He stepped out in Jon Snow’s furs, Jon Snow’s buckled sword and it was then that a man with wiry orange hair – Jon Snow’s man – sprung up from where he’d been speaking with a host of other Free Folk. They had been crowded like a sorry lot of beggars, like blind bats with their shoulders huddled against scrawny necks, left hung in the dark until they would see their Jon Snow. They could then move, become alive, their faces shine with with fear, expectation and brittle hope, pale and needy as starvation.

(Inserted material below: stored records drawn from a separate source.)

//! HTML report generation
//!
//! Generates a single static HTML page: a heading and one table with a row
//! per parsed result file. The MaintainabilityIndex cell is colored by
//! comparing its value against the configured threshold.

use crate::report::{MetricRecord, PROJECT_NAME};
use anyhow::{Context, Result};
use std::path::Path;

pub const MAINTAINABILITY_INDEX: &str = "MaintainabilityIndex";

/// A rendered metric column: header label and the XML metric name it shows
#[derive(Debug, Clone, Copy, PartialEq, Eq)]
pub struct Column {
    pub label: &'static str,
    pub metric: &'static str,
}

/// Metric columns in display order, after the project name column
pub const METRIC_COLUMNS: [Column; 6] = [
    Column {
        label: "Maintainability Index",
        metric: MAINTAINABILITY_INDEX,
    },
    Column {
        label: "Cyclomatic Complexity",
        metric: "CyclomaticComplexity",
    },
    Column {
        label: "Class Coupling",
        metric: "ClassCoupling",
    },
    Column {
        label: "Depth Of Inheritance",
        metric: "DepthOfInheritance",
    },
    Column {
        label: "Source Lines",
        metric: "SourceLines",
    },
    Column {
        label: "Executable Lines",
        metric: "ExecutableLines",
    },
];

/// Pass/fail state of a MaintainabilityIndex value
#[derive(Debug, Clone, Copy, PartialEq, Eq)]
pub enum Health {
    Healthy,
    Failing,
}

impl Health {
    pub fn as_str(&self) -> &'static str {
        match self {
            Health::Healthy => "healthy",
            Health::Failing => "failing",
        }
    }

    fn background(&self) -> &'static str {
        match self {
            Health::Healthy => "rgb(154, 205, 50)",
            Health::Failing => "rgb(255, 0, 0)",
        }
    }
}

/// Healthy iff the value parses as a number and is at least `threshold`
///
/// Missing and unparsable values are failing.
pub fn classify_maintainability(value: Option<&str>, threshold: f64) -> Health {
    match value.and_then(|v| v.trim().parse::<f64>().ok()) {
        Some(v) if v >= threshold => Health::Healthy,
        _ => Health::Failing,
    }
}

/// Render the full report page
pub fn render_html_report(records: &[MetricRecord], threshold: f64, title: &str) -> String {
    let title = html_escape(title);
    format!(
        r#"<!DOCTYPE html>
<html lang="en">
<head>
    <meta charset="UTF-8">
    <title>{title}</title>
</head>
<body>
    <h2>{title}</h2>
    <table border="1">
        {header}
{rows}    </table>
</body>
</html>
"#,
        title = title,
        header = render_header_row(),
        rows = render_rows(records, threshold),
    )
}

fn render_header_row() -> String {
    let cells: String = std::iter::once(PROJECT_NAME)
        .chain(METRIC_COLUMNS.iter().map(|c| c.label))
        .map(|label| format!("<th>{}</th>", html_escape(label)))
        .collect();
    format!(r##"<tr bgcolor="#92cddc">{}</tr>"##, cells)
}

fn render_rows(records: &[MetricRecord], threshold: f64) -> String {
    records
        .iter()
        .map(|record| format!("        {}\n", render_row(record, threshold)))
        .collect()
}

fn render_row(record: &MetricRecord, threshold: f64) -> String {
    let mut cells = format!("<td>{}</td>", html_escape(record.project_name()));

    for column in &METRIC_COLUMNS {
        let value = record.get(column.metric);
        let text = html_escape(value.unwrap_or_default());
        if column.metric == MAINTAINABILITY_INDEX {
            let health = classify_maintainability(value, threshold);
            cells.push_str(&format!(
                r#"<td class="{}" style="background-color: {};">{}</td>"#,
                health.as_str(),
                health.background(),
                text
            ));
        } else {
            cells.push_str(&format!("<td>{}</td>", text));
        }
    }

    format!("<tr>{}</tr>", cells)
}

/// Write HTML report to file with atomic write pattern
pub fn write_html_report(path: &Path, html: &str) -> Result<()> {
    use std::fs;

    // Create parent directories if needed
    if let Some(parent) = path.parent().filter(|p| !p.as_os_str().is_empty()) {
        fs::create_dir_all(parent)
            .with_context(|| format!("Failed to create directory: {}", parent.display()))?;
    }

    let mut temp_name = path
        .file_name()
        .with_context(|| format!("Invalid report path: {}", path.display()))?
        .to_os_string();
    temp_name.push(".tmp");
    let temp_path = path.with_file_name(temp_name);

    // Atomic write (temp + rename pattern)
    fs::write(&temp_path, html)
        .with_context(|| format!("Failed to write temporary file: {}", temp_path.display()))?;
    if let Err(e) = fs::rename(&temp_path, path) {
        let _ = fs::remove_file(&temp_path);
        return Err(e)
            .with_context(|| format!("Failed to rename temporary file to: {}", path.display()));
    }

    Ok(())
}

fn html_escape(s: &str) -> String {
    s.replace('&', "&amp;")
        .replace('<', "&lt;")
        .replace('>', "&gt;")
        .replace('"', "&quot;")
        .replace('\'', "&#39;")
}

#[cfg(test)]
mod tests {
    use super::*;
    use tempfile::TempDir;

    fn record(project: &str, metrics: &[(&str, &str)]) -> MetricRecord {
        let mut record = MetricRecord::new(project);
        for (name, value) in metrics {
            record.insert_metric(*name, *value).unwrap();
        }
        record
    }

    fn full_record(project: &str, mi: &str) -> MetricRecord {
        record(
            project,
            &[
                ("MaintainabilityIndex", mi),
                ("CyclomaticComplexity", "42"),
                ("ClassCoupling", "17"),
                ("DepthOfInheritance", "2"),
                ("SourceLines", "380"),
                ("ExecutableLines", "95"),
            ],
        )
    }

    #[test]
    fn test_classify_threshold_boundary() {
        assert_eq!(classify_maintainability(Some("80"), 80.0), Health::Healthy);
        assert_eq!(classify_maintainability(Some("79.99"), 80.0), Health::Failing);
        assert_eq!(classify_maintainability(Some("100"), 80.0), Health::Healthy);
        assert_eq!(classify_maintainability(Some(" 85 "), 80.0), Health::Healthy);
    }

    #[test]
    fn test_classify_unparsable_and_missing_fail() {
        assert_eq!(classify_maintainability(Some("n/a"), 0.0), Health::Failing);
        assert_eq!(classify_maintainability(Some(""), 0.0), Health::Failing);
        assert_eq!(classify_maintainability(Some("NaN"), 0.0), Health::Failing);
        assert_eq!(classify_maintainability(None, 0.0), Health::Failing);
    }

    #[test]
    fn test_header_lists_columns_in_order() {
        let html = render_html_report(&[], 80.0, "Code Metrics Report");
        let expected = "<th>Project Name</th><th>Maintainability Index</th>\
            <th>Cyclomatic Complexity</th><th>Class Coupling</th>\
            <th>Depth Of Inheritance</th><th>Source Lines</th><th>Executable Lines</th>";
        assert!(html.contains(expected), "header row missing in:\n{}", html);
        assert!(html.contains("<h2>Code Metrics Report</h2>"));
        assert!(!html.contains("<td"));
    }

    #[test]
    fn test_healthy_row() {
        let html = render_html_report(&[full_record("Foo", "90")], 80.0, "Report");
        assert!(html.contains(
            r#"<tr><td>Foo</td><td class="healthy" style="background-color: rgb(154, 205, 50);">90</td><td>42</td><td>17</td><td>2</td><td>380</td><td>95</td></tr>"#
        ));
    }

    #[test]
    fn test_failing_row() {
        let html = render_html_report(&[full_record("Foo", "50")], 80.0, "Report");
        assert!(html.contains(r#"style="background-color: rgb(255, 0, 0);">50</td>"#));
        assert!(!html.contains("rgb(154, 205, 50)"));
    }

    #[test]
    fn test_missing_metrics_render_empty_cells() {
        let html = render_html_report(&[record("Bare", &[])], 80.0, "Report");
        assert!(html.contains(
            r#"<tr><td>Bare</td><td class="failing" style="background-color: rgb(255, 0, 0);"></td><td></td><td></td><td></td><td></td><td></td></tr>"#
        ));
    }

    #[test]
    fn test_rows_follow_record_order() {
        let records = vec![full_record("Zeta", "90"), full_record("Alpha", "90")];
        let html = render_html_report(&records, 80.0, "Report");
        let zeta = html.find("<td>Zeta</td>").unwrap();
        let alpha = html.find("<td>Alpha</td>").unwrap();
        assert!(zeta < alpha);
    }

    #[test]
    fn test_text_is_escaped() {
        let records = vec![record("A<B>&\"C\"", &[("SourceLines", "<1>")])];
        let html = render_html_report(&records, 80.0, "Tom's <Report>");
        assert!(html.contains("<td>A&lt;B&gt;&amp;&quot;C&quot;</td>"));
        assert!(html.contains("<td>&lt;1&gt;</td>"));
        assert!(html.contains("<h2>Tom&#39;s &lt;Report&gt;</h2>"));
    }

    #[test]
    fn test_render_is_deterministic() {
        let records = vec![full_record("Foo", "90"), full_record("Bar", "10")];
        assert_eq!(
            render_html_report(&records, 80.0, "Report"),
            render_html_report(&records, 80.0, "Report")
        );
    }

    #[test]
    fn test_write_creates_parents_and_overwrites() {
        let temp = TempDir::new().unwrap();
        let path = temp.path().join("nested").join("report.html");

        write_html_report(&path, "first").unwrap();
        write_html_report(&path, "second").unwrap();

        assert_eq!(std::fs::read_to_string(&path).unwrap(), "second");
        assert!(!temp.path().join("nested").join("report.html.tmp").exists());
    }

    #[test]
    fn test_failed_rename_removes_temp_file() {
        let temp = TempDir::new().unwrap();
        // An existing directory at the report path makes the rename fail
        let path = temp.path().join("report.html");
        std::fs::create_dir(&path).unwrap();

        let err = write_html_report(&path, "<html></html>").unwrap_err();
        assert!(err.to_string().contains("Failed to rename temporary file"));
        assert!(!temp.path().join("report.html.tmp").exists());
        assert!(path.is_dir());
    }
}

He’d stepped towards him; arms open as if to embrace him. Faltering, he blinked the ice from his lashes and then gone grim and sad, “Crow?”

He had not answered. The man came closer and took him by his shoulders carefully, “We thought – ” his fingers tense and tightened, searching for hold. “Aye, you’re alright, aren’t ye?”

He does not answer, this man is familiar, his frank eyes honest. In Jon Snow’s memory he had always been there in battle, darting through the periphery like a fox, shedding blood for Jon Snow where he could never kneel.

It is the Onion Knight who clears his throat, “You must excuse the Lord Commander, Tormund.” He lies with the carefully smooth innocuousness of a man who though well-intentioned has been too long unused to speaking falsities. “He’s still out of sorts.”

The man – _Tormund_ , the Onion Knight has said it with tact, to remind him of the name. Attentive, he has after all been a dead king's aide – does not look away from him, his stubborn brow pulled, his hold does not ease. He stares at him, looking for Jon Snow. When he lets go it is suddenly, with the painful abruptness of a man who has realized overly-late the truth of death.

He turns past this man and towards the clearing ahead. The other wildlings watch him warily, the silence of them instead full of the whistle of the wind. Inside the shed it had beat against the walls and howled to be let in, the door had opened and it had been like screams. Then just as quickly it had quietened, like the kitchen cats losing interest once sure of invitation.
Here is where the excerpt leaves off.